(Work instructions)
Please repeat every entry, keeping each one exactly the same.

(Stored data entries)
=======

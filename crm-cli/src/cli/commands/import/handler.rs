//! Import command handler: drives the import wizard from the terminal

use anyhow::{Context, Result, bail};
use colored::*;
use dialoguer::theme::ColorfulTheme;
use dialoguer::{Confirm, Select};
use is_terminal::IsTerminal;
use std::collections::HashMap;

use super::render;
use super::{ImportArgs, parse_map_args};
use crate::api::CrmClient;
use crate::config::Config;
use crate::import::fields::field_display;
use crate::import::report::write_report_file;
use crate::import::{
    DialogHooks, ImportDialog, ImportService, ImportStep, MappingState, Msg, SpreadsheetFile,
    StepKind,
};

/// Handle `crm-cli import <FILE>`
pub async fn handle_import_command(args: ImportArgs, config: &Config) -> Result<()> {
    let client = CrmClient::new(config);
    log::info!("Importing {} via {}", args.file.display(), client.base_url());

    let hooks = DialogHooks::new().on_success(|outcome| {
        log::info!("Import acknowledged: {} rows", outcome.imported_count);
    });

    run_import(args, client, hooks).await
}

/// Drive one wizard session for `args.file` against `service`
pub async fn run_import<S: ImportService>(
    args: ImportArgs,
    service: S,
    hooks: DialogHooks,
) -> Result<()> {
    let map_args = parse_map_args(&args.map)?;
    let interactive = !args.non_interactive && std::io::stdin().is_terminal();

    if !interactive && !args.yes && !args.dry_run {
        bail!("Not running interactively: pass --yes to import without confirmation");
    }

    let file = SpreadsheetFile::from_path(&args.file)?;

    let mut dialog = ImportDialog::open(service, hooks);
    let started_at = dialog.state().started_at;

    // Step 1: upload and analysis
    render::print_step(StepKind::Upload);
    println!("  Analyzing {}...", file.name.cyan());
    dialog.dispatch(Msg::SelectFile(file)).await;
    if dialog.state().step_kind() != StepKind::Mapping {
        let message = dialog
            .state()
            .error()
            .map(|e| e.to_string())
            .unwrap_or_else(|| "File analysis did not complete".to_string());
        dialog.dispatch(Msg::Close).await;
        bail!(message);
    }

    // Step 2: column mapping
    render::print_step(StepKind::Mapping);
    let mapping = current_mapping(&dialog)?.clone();
    render::print_matched_columns(&mapping);
    render::print_unmatched_summary(&mapping);
    warn_unused_map_args(&map_args, &mapping);

    for column in &mapping.unmatched_columns {
        let target = match map_args.get(column) {
            Some(target) => target.clone(),
            None if interactive => prompt_target(column, &mapping)?,
            None => None,
        };

        dialog
            .dispatch(Msg::SetMapping {
                column: column.clone(),
                target,
            })
            .await;

        if let Some(err) = dialog.state().error() {
            let message = err.to_string();
            dialog.dispatch(Msg::Close).await;
            bail!(message);
        }
    }

    render::print_final_mapping(current_mapping(&dialog)?);

    if args.dry_run {
        println!();
        println!("  {}", "Dry run: nothing was imported".yellow());
        dialog.dispatch(Msg::Close).await;
        return Ok(());
    }

    if !args.yes {
        let proceed = Confirm::with_theme(&ColorfulTheme::default())
            .with_prompt("Import with this mapping?")
            .default(true)
            .interact()
            .context("Failed to read confirmation")?;
        if !proceed {
            dialog.dispatch(Msg::Close).await;
            println!("  Import cancelled");
            return Ok(());
        }
    }

    // Step 3: confirm, retrying only when the user asks to
    loop {
        dialog.dispatch(Msg::Submit).await;

        match &dialog.state().step {
            ImportStep::Result(_) => break,
            ImportStep::Mapping(mapping) => {
                let message = mapping
                    .error
                    .as_ref()
                    .map(|e| e.to_string())
                    .unwrap_or_else(|| "Import did not complete".to_string());
                eprintln!("  {} {}", "✗".red(), message.red());

                let retry = interactive
                    && Confirm::with_theme(&ColorfulTheme::default())
                        .with_prompt("Retry the import with the same file?")
                        .default(false)
                        .interact()
                        .context("Failed to read confirmation")?;
                if !retry {
                    dialog.dispatch(Msg::Close).await;
                    bail!(message);
                }
            }
            ImportStep::Upload(_) => bail!("Import session was reset unexpectedly"),
        }
    }

    render::print_step(StepKind::Result);
    let outcome = match &dialog.state().step {
        ImportStep::Result(outcome) => outcome.clone(),
        other => bail!("Expected the result step, wizard is at {:?}", other.kind()),
    };
    render::print_outcome(&outcome, chrono::Utc::now() - started_at);

    // The import is done server side; acknowledge it before any local I/O
    dialog.dispatch(Msg::Close).await;

    if let Some(path) = &args.report {
        write_report_file(&outcome, path)?;
        println!("  Report written to {}", path.display().to_string().cyan());
    }

    Ok(())
}

fn current_mapping<S: ImportService>(dialog: &ImportDialog<S>) -> Result<&MappingState> {
    match &dialog.state().step {
        ImportStep::Mapping(mapping) => Ok(mapping),
        other => bail!("Expected the mapping step, wizard is at {:?}", other.kind()),
    }
}

/// `--map` entries that do not name an unmatched column do nothing; say so
fn warn_unused_map_args(map_args: &HashMap<String, Option<String>>, mapping: &MappingState) {
    for column in map_args.keys() {
        if mapping.unmatched_columns.contains(column) {
            continue;
        }
        let reason = if mapping
            .matched_columns
            .iter()
            .any(|m| &m.excel_column == column)
        {
            "it was matched automatically"
        } else {
            "the file has no such column"
        };
        eprintln!(
            "  {} Ignoring --map for '{}': {}",
            "⚠".yellow(),
            column,
            reason
        );
    }
}

/// Ask the user where an unmatched column should go. Returns `None` for skip.
fn prompt_target(column: &str, mapping: &MappingState) -> Result<Option<String>> {
    let mut items = vec!["Skip this column".to_string()];
    items.extend(mapping.available_fields.iter().map(|f| field_display(f)));

    let selection = Select::with_theme(&ColorfulTheme::default())
        .with_prompt(format!("Map \"{}\" to", column))
        .items(&items)
        .default(0)
        .interact()
        .context("Failed to read column mapping")?;

    Ok(match selection {
        0 => None,
        i => mapping.available_fields.get(i - 1).cloned(),
    })
}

=======

(Result)
filename crm-cli/src/cli/commands/import/handler.rs
//! Import command handler: drives the import wizard from the terminal

use anyhow::{Context, Result, bail};
use colored::*;
use dialoguer::theme::ColorfulTheme;
use dialoguer::{Confirm, Select};
use is_terminal::IsTerminal;
use std::collections::HashMap;

use super::render;
use super::{ImportArgs, parse_map_args};
use crate::api::CrmClient;
use crate::config::Config;
use crate::import::fields::field_display;
use crate::import::report::write_report_file;
use crate::import::{
    DialogHooks, ImportDialog, ImportService, ImportStep, MappingState, Msg, SpreadsheetFile,
    StepKind,
};

/// Handle `crm-cli import <FILE>`
pub async fn handle_import_command(args: ImportArgs, config: &Config) -> Result<()> {
    let client = CrmClient::new(config);
    log::info!("Importing {} via {}", args.file.display(), client.base_url());

    let hooks = DialogHooks::new().on_success(|outcome| {
        log::info!("Import acknowledged: {} rows", outcome.imported_count);
    });

    run_import(args, client, hooks).await
}

/// Drive one wizard session for `args.file` against `service`
pub async fn run_import<S: ImportService>(
    args: ImportArgs,
    service: S,
    hooks: DialogHooks,
) -> Result<()> {
    let map_args = parse_map_args(&args.map)?;
    let interactive = !args.non_interactive && std::io::stdin().is_terminal();

    if !interactive && !args.yes && !args.dry_run {
        bail!("Not running interactively: pass --yes to import without confirmation");
    }

    let file = SpreadsheetFile::from_path(&args.file)?;

    let mut dialog = ImportDialog::open(service, hooks);
    let started_at = dialog.state().started_at;

    // Step 1: upload and analysis
    render::print_step(StepKind::Upload);
    println!("  Analyzing {}...", file.name.cyan());
    dialog.dispatch(Msg::SelectFile(file)).await;
    if dialog.state().step_kind() != StepKind::Mapping {
        let message = dialog
            .state()
            .error()
            .map(|e| e.to_string())
            .unwrap_or_else(|| "File analysis did not complete".to_string());
        dialog.dispatch(Msg::Close).await;
        bail!(message);
    }

    // Step 2: column mapping
    render::print_step(StepKind::Mapping);
    let mapping = current_mapping(&dialog)?.clone();
    render::print_matched_columns(&mapping);
    render::print_unmatched_summary(&mapping);
    warn_unused_map_args(&map_args, &mapping);

    for column in &mapping.unmatched_columns {
        let target = match map_args.get(column) {
            Some(target) => target.clone(),
            None if interactive => prompt_target(column, &mapping)?,
            None => None,
        };

        dialog
            .dispatch(Msg::SetMapping {
                column: column.clone(),
                target,
            })
            .await;

        if let Some(err) = dialog.state().error() {
            let message = err.to_string();
            dialog.dispatch(Msg::Close).await;
            bail!(message);
        }
    }

    render::print_final_mapping(current_mapping(&dialog)?);

    if args.dry_run {
        println!();
        println!("  {}", "Dry run: nothing was imported".yellow());
        dialog.dispatch(Msg::Close).await;
        return Ok(());
    }

    if !args.yes {
        let proceed = Confirm::with_theme(&ColorfulTheme::default())
            .with_prompt("Import with this mapping?")
            .default(true)
            .interact()
            .context("Failed to read confirmation")?;
        if !proceed {
            dialog.dispatch(Msg::Close).await;
            println!("  Import cancelled");
            return Ok(());
        }
    }

    // Step 3: confirm, retrying only when the user asks to
    loop {
        dialog.dispatch(Msg::Submit).await;

        match &dialog.state().step {
            ImportStep::Result(_) => break,
            ImportStep::Mapping(mapping) => {
                let message = mapping
                    .error
                    .as_ref()
                    .map(|e| e.to_string())
                    .unwrap_or_else(|| "Import did not complete".to_string());
                eprintln!("  {} {}", "✗".red(), message.red());

                let retry = interactive
                    && Confirm::with_theme(&ColorfulTheme::default())
                        .with_prompt("Retry the import with the same file?")
                        .default(false)
                        .interact()
                        .context("Failed to read confirmation")?;
                if !retry {
                    dialog.dispatch(Msg::Close).await;
                    bail!(message);
                }
            }
            ImportStep::Upload(_) => bail!("Import session was reset unexpectedly"),
        }
    }

    render::print_step(StepKind::Result);
    let outcome = match &dialog.state().step {
        ImportStep::Result(outcome) => outcome.clone(),
        other => bail!("Expected the result step, wizard is at {:?}", other.kind()),
    };
    render::print_outcome(&outcome, chrono::Utc::now() - started_at);

    // The import is done server side; acknowledge it before any local I/O
    dialog.dispatch(Msg::Close).await;

    if let Some(path) = &args.report {
        write_report_file(&outcome, path)?;
        println!("  Report written to {}", path.display().to_string().cyan());
    }

    Ok(())
}

fn current_mapping<S: ImportService>(dialog: &ImportDialog<S>) -> Result<&MappingState> {
    match &dialog.state().step {
        ImportStep::Mapping(mapping) => Ok(mapping),
        other => bail!("Expected the mapping step, wizard is at {:?}", other.kind()),
    }
}

/// `--map` entries that do not name an unmatched column do nothing; say so
fn warn_unused_map_args(map_args: &HashMap<String, Option<String>>, mapping: &MappingState) {
    for column in map_args.keys() {
        if mapping.unmatched_columns.contains(column) {
            continue;
        }
        let reason = if mapping
            .matched_columns
            .iter()
            .any(|m| &m.excel_column == column)
        {
            "it was matched automatically"
        } else {
            "the file has no such column"
        };
        eprintln!(
            "  {} Ignoring --map for '{}': {}",
            "⚠".yellow(),
            column,
            reason
        );
    }
}

/// Ask the user where an unmatched column should go. Returns `None` for skip.
fn prompt_target(column: &str, mapping: &MappingState) -> Result<Option<String>> {
    let mut items = vec!["Skip this column".to_string()];
    items.extend(mapping.available_fields.iter().map(|f| field_display(f)));

    let selection = Select::with_theme(&ColorfulTheme::default())
        .with_prompt(format!("Map \"{}\" to", column))
        .items(&items)
        .default(0)
        .interact()
        .context("Failed to read column mapping")?;

    Ok(match selection {
        0 => None,
        i => mapping.available_fields.get(i - 1).cloned(),
    })
}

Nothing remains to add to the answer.